Exercise: Every line of the entries below from the one containing "use anyhow::Context;" to the one containing "and PORT must", both ends included, must be written out exactly. No other line belongs in the answer.

· · · · · · ·

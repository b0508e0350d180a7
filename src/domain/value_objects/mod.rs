//! Value objects - Immutable objects defined by their attributes

mod ids;
mod scene;
mod settings;

pub use ids::*;
pub use scene::{is_retry_choice, SceneResponse};
pub use settings::{ConnectionParams, GenerationParams, ImageParams, Tunables};
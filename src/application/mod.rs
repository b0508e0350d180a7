//! Application layer - story use cases and the ports they depend on

pub mod dto;
pub mod ports;
pub mod services;
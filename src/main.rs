//! Talebook Engine - Backend for an interactive, illustrated book
//!
//! The Engine:
//! - Serves the reader over a WebSocket
//! - Streams the story from Ollama, sentence by sentence, with branching choices
//! - Illustrates the latest scene with ComfyUI

mod application;
mod domain;
mod infrastructure;

use std::net::SocketAddr;
use std::sync::Arc;

use anyhow::Context;
use axum::{routing::get, Router};
use tower_http::{
    cors::{Any, CorsLayer},
    trace::TraceLayer,
};
use tracing_subscriber::{layer::SubscriberExt, util::SubscriberInitExt};

use crate::infrastructure::config::AppConfig;
use crate::infrastructure::http;
use crate::infrastructure::state::AppState;

#[tokio::main]
async fn main() -> anyhow::Result<()> {
    // Load environment variables from .env file
    dotenvy::dotenv().ok();

    // Initialize logging
    tracing_subscriber::registry()
        .with(
            tracing_subscriber::EnvFilter::try_from_default_env()
                .unwrap_or_else(|_| "talebook_engine=debug,tower_http=debug".into()),
        )
        .with(tracing_subscriber::fmt::layer())
        .init();

    tracing::info!("Starting Talebook Engine");

    // Load configuration
    let config = AppConfig::from_env()?;
    tracing::info!("Configuration loaded");
    tracing::info!("  Ollama: {} ({})", config.ollama_base_url, config.ollama_model);
    tracing::info!("  ComfyUI: {}", config.comfyui_base_url);

    let addr: SocketAddr = format!("{}:{}", config.host, config.port)
        .parse()
        .context("HOST and PORT must form a socket address")?;

    let state = Arc::new(AppState::new(config));
    tracing::info!("Application state initialized");

    if !state.text_client.health_check().await {
        tracing::warn!("Ollama is not reachable yet; requests will retry on demand");
    }

    // Build the router
    let app = Router::new()
        .route("/health", get(health_check))
        .route("/ws", get(infrastructure::websocket::ws_handler))
        // Merge REST API routes
        .merge(http::create_routes())
        .layer(
            CorsLayer::new()
                .allow_origin(Any)
                .allow_methods(Any)
                .allow_headers(Any),
        )
        .layer(TraceLayer::new_for_http())
        .with_state(state);

    tracing::info!("Listening on {}", addr);
    let listener = tokio::net::TcpListener::bind(addr).await?;

    let server = axum::serve(listener, app);

    // Wait for shutdown signal (Ctrl+C)
    tokio::select! {
        result = server => {
            if let Err(e) = result {
                tracing::error!("Server error: {}", e);
            }
        }
        _ = tokio::signal::ctrl_c() => {
            tracing::info!("Shutdown signal received");
        }
    }

    Ok(())
}

async fn health_check() -> &'static str {
    "OK"
}
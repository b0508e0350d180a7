//! Prompt building functions for text generation requests

use crate::domain::entities::CurrentState;

/// Line that separates story prose from the list of choices in book mode
pub const CHOICES_MARKER: &str = "[CHOICES]";

/// Prompt that opens a story in structured scene mode
pub fn build_story_start_prompt(language: &str) -> String {
    format!(
        "[INST] You are an experienced writer of interactive fiction.\n\n\
         Write the beginning of an intriguing story in {language}.\n\n\
         Requirements:\n\
         1. An intriguing opening\n\
         2. A vivid main character with a distinct personality\n\
         3. A clear description of the setting that can be visualised\n\
         4. A hint of a future conflict or mystery\n\n\
         Answer strictly in JSON:\n\
         {{\n\
         \x20   \"scene_description\": \"detailed description of the setting\",\n\
         \x20   \"character_name\": \"name of the main character\",\n\
         \x20   \"character_description\": \"appearance and personality\",\n\
         \x20   \"initial_situation\": \"the starting situation\",\n\
         \x20   \"mood\": \"overall mood of the scene\",\n\
         \x20   \"time_of_day\": \"time of day\"\n\
         }} [/INST]"
    )
}

/// Prompt that continues a story in structured scene mode
pub fn build_next_scene_prompt(language: &str, recent_events: &str, state: &CurrentState) -> String {
    let mut prompt = String::from("[INST] You are an experienced writer of interactive fiction.\n\n");

    prompt.push_str("RECENT EVENTS:\n");
    prompt.push_str(recent_events);
    prompt.push_str("\n\n");

    if let Some(location) = &state.location {
        prompt.push_str(&format!("CURRENT LOCATION: {}\n", location));
    }
    if let Some(goal) = &state.goal {
        prompt.push_str(&format!("CURRENT GOAL: {}\n", goal));
    }

    prompt.push_str(&format!(
        "Continue the story in {language}, following from the player's last choice.\n\n\
         STRICT RULES:\n\
         1. Never repeat earlier scenes, dialog or phrases\n\
         2. The story always moves forward\n\
         3. Every line of dialog advances the plot\n\
         4. Avoid clichés\n\n\
         The continuation must show the concrete consequences of the choice, the character's \
         emotional reaction and two or three contrasting options for the next choice.\n\n\
         Answer strictly in JSON:\n\
         {{\n\
         \x20   \"scene_description\": \"description of the new scene\",\n\
         \x20   \"character_name\": \"name of the speaking character\",\n\
         \x20   \"dialog\": \"what the character says\",\n\
         \x20   \"emotion\": \"the character's emotion\",\n\
         \x20   \"mood\": \"mood of the scene\",\n\
         \x20   \"time_of_day\": \"time of day\",\n\
         \x20   \"choices\": [\n\
         \x20       {{\"text\": \"option\", \"consequence\": \"what it leads to\"}}\n\
         \x20   ]\n\
         }} [/INST]"
    ));
    prompt
}

/// System prompt for streamed book segments
pub fn build_segment_system_prompt(language: &str, choices_count: usize) -> String {
    format!(
        "You are an experienced writer creating a gripping interactive story in a literary style. \
         Write in {language}.\n\n\
         IMPORTANT RULES:\n\
         1. Always open a new segment with the direct consequences of the reader's choice\n\
         2. Keep continuity with earlier events and choices\n\
         3. Do not repeat places and events that were already described\n\
         4. Every segment is two or three paragraphs of prose\n\
         5. Do not use markdown\n\n\
         After the prose write a line containing only {CHOICES_MARKER}, followed by \
         {choices_count} options for the reader's next choice, one per line, each logically \
         connected to the current situation."
    )
}

/// User prompt for one streamed book segment
///
/// `choice == None` asks for the opening of a new story.
pub fn build_segment_user_prompt(
    chapter: u32,
    recent_choices: &[String],
    recent_events: &str,
    choice: Option<&str>,
) -> String {
    let Some(choice) = choice else {
        return "Begin a new story. Introduce the main character and the setting, and end on \
                a situation that calls for a decision."
            .to_string();
    };

    let mut prompt = format!("CURRENT CHAPTER: {}\n", chapter);

    if !recent_choices.is_empty() {
        prompt.push_str("RECENT CHOICES:\n");
        for previous in recent_choices {
            prompt.push_str(&format!("- {}\n", previous));
        }
    }

    prompt.push_str("\nSTORY SO FAR:\n");
    prompt.push_str(recent_events);
    prompt.push_str(&format!("\n\nREADER'S CHOICE: {}\n\n", choice));
    prompt.push_str(
        "Continue the story. The new segment must follow directly from the reader's choice \
         and connect logically to the earlier events.",
    );
    prompt
}

/// System prompt for turning story text into an image description
pub fn build_translator_system_prompt(language: &str) -> String {
    format!(
        "You are a professional translator. Translate the following text from {language} to \
         English. Focus on descriptive elements that would be useful for image generation. \
         Return ONLY the translation, without any additional text or explanations. Make the \
         translation more visual and descriptive."
    )
}

/// Prompt asking for a JSON analysis of a finished segment
pub fn build_context_analysis_prompt(
    language: &str,
    text: &str,
    choice: &str,
    known_characters: &[String],
) -> String {
    let mut prompt = String::from(
        "Analyse the story fragment below and extract the story context.\n\n",
    );

    if !known_characters.is_empty() {
        prompt.push_str(&format!(
            "KNOWN CHARACTERS: {}\n",
            known_characters.join(", ")
        ));
    }

    prompt.push_str(&format!("READER'S CHOICE: {}\n\n", choice));
    prompt.push_str("FRAGMENT:\n");
    prompt.push_str(text);
    prompt.push_str(&format!(
        "\n\nWrite all values in {language}. Answer strictly in JSON:\n\
         {{\n\
         \x20   \"characters\": [\n\
         \x20       {{\"name\": \"\", \"gender\": \"\", \"age\": \"\", \"description\": \"\", \"traits\": [\"\"]}}\n\
         \x20   ],\n\
         \x20   \"relationships\": [\n\
         \x20       {{\"from\": \"\", \"to\": \"\", \"relationship\": \"\"}}\n\
         \x20   ],\n\
         \x20   \"event\": {{\"description\": \"\", \"characters\": [\"\"], \"location\": \"\"}},\n\
         \x20   \"current_state\": {{\"location\": \"\", \"scene\": \"\", \"goal\": \"\"}}\n\
         }}"
    ));
    prompt
}

#[cfg(test)]
mod tests {
    use super::*;

    #[test]
    fn test_segment_system_prompt_names_marker_and_language() {
        let prompt = build_segment_system_prompt("Russian", 3);
        assert!(prompt.contains(CHOICES_MARKER));
        assert!(prompt.contains("Write in Russian"));
        assert!(prompt.contains("3 options"));
    }

    #[test]
    fn test_segment_user_prompt_quotes_choices() {
        let recent = vec!["Открыть дверь".to_string(), "Зажечь свечу".to_string()];
        let prompt = build_segment_user_prompt(2, &recent, "Scene: Подвал", Some("Спуститься"));

        assert!(prompt.contains("CURRENT CHAPTER: 2"));
        assert!(prompt.contains("- Открыть дверь\n- Зажечь свечу"));
        assert!(prompt.contains("Scene: Подвал"));
        assert!(prompt.contains("READER'S CHOICE: Спуститься"));
    }

    #[test]
    fn test_segment_user_prompt_without_choice_opens_story() {
        let prompt = build_segment_user_prompt(1, &[], "", None);
        assert!(prompt.starts_with("Begin a new story"));
    }

    #[test]
    fn test_next_scene_prompt_includes_state() {
        let state = CurrentState {
            location: Some("Мельница".to_string()),
            scene: None,
            goal: Some("Найти мельника".to_string()),
        };
        let prompt = build_next_scene_prompt("Russian", "Scene: Лес", &state);

        assert!(prompt.contains("RECENT EVENTS:\nScene: Лес"));
        assert!(prompt.contains("CURRENT LOCATION: Мельница"));
        assert!(prompt.contains("CURRENT GOAL: Найти мельника"));
        assert!(prompt.contains("\"choices\""));
        assert!(prompt.ends_with("[/INST]"));
    }

    #[test]
    fn test_story_start_prompt_is_json_instruction() {
        let prompt = build_story_start_prompt("Russian");
        assert!(prompt.starts_with("[INST]"));
        assert!(prompt.contains("\"initial_situation\""));
        assert!(prompt.contains("in Russian"));
    }

    #[test]
    fn test_context_analysis_prompt() {
        let prompt = build_context_analysis_prompt(
            "Russian",
            "Анна вошла в дом.",
            "Войти",
            &["Анна".to_string()],
        );
        assert!(prompt.contains("KNOWN CHARACTERS: Анна"));
        assert!(prompt.contains("FRAGMENT:\nАнна вошла в дом."));
        assert!(prompt.contains("\"current_state\""));
    }
}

· · · · · · ·

Expected answer:
use anyhow::Context;
use axum::{routing::get, Router};
use tower_http::{
    cors::{Any, CorsLayer},
    trace::TraceLayer,
};
use tracing_subscriber::{layer::SubscriberExt, util::SubscriberInitExt};

use crate::infrastructure::config::AppConfig;
use crate::infrastructure::http;
use crate::infrastructure::state::AppState;

#[tokio::main]
async fn main() -> anyhow::Result<()> {
    // Load environment variables from .env file
    dotenvy::dotenv().ok();

    // Initialize logging
    tracing_subscriber::registry()
        .with(
            tracing_subscriber::EnvFilter::try_from_default_env()
                .unwrap_or_else(|_| "talebook_engine=debug,tower_http=debug".into()),
        )
        .with(tracing_subscriber::fmt::layer())
        .init();

    tracing::info!("Starting Talebook Engine");

    // Load configuration
    let config = AppConfig::from_env()?;
    tracing::info!("Configuration loaded");
    tracing::info!("  Ollama: {} ({})", config.ollama_base_url, config.ollama_model);
    tracing::info!("  ComfyUI: {}", config.comfyui_base_url);

    let addr: SocketAddr = format!("{}:{}", config.host, config.port)
        .parse()
        .context("HOST and PORT must form a socket address")?;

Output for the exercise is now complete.